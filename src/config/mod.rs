//! Configuration module for the crawler
//!
//! This module handles loading, parsing, and validating TOML configuration files.
//!
//! # Example
//!
//! ```no_run
//! use carros_crawler::config::load_config;
//! use std::path::Path;
//!
//! let config = load_config(Path::new("crawler.toml")).unwrap();
//! println!("Collecting up to {} records per cycle", config.crawler.target_count);
//! ```

mod parser;
mod types;
mod validation;

// Re-export types
pub use types::{Config, CrawlerConfig, ScheduleConfig, StorageConfig, UserAgentConfig};

// Re-export parser functions
pub use parser::{compute_config_hash, load_config, load_config_with_hash};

········

**Your task**
Every line in the records above with the string "types" in it should be shown.

**Expected answer**
mod types;
// Re-export types
pub use types::{Config, CrawlerConfig, ScheduleConfig, StorageConfig, UserAgentConfig};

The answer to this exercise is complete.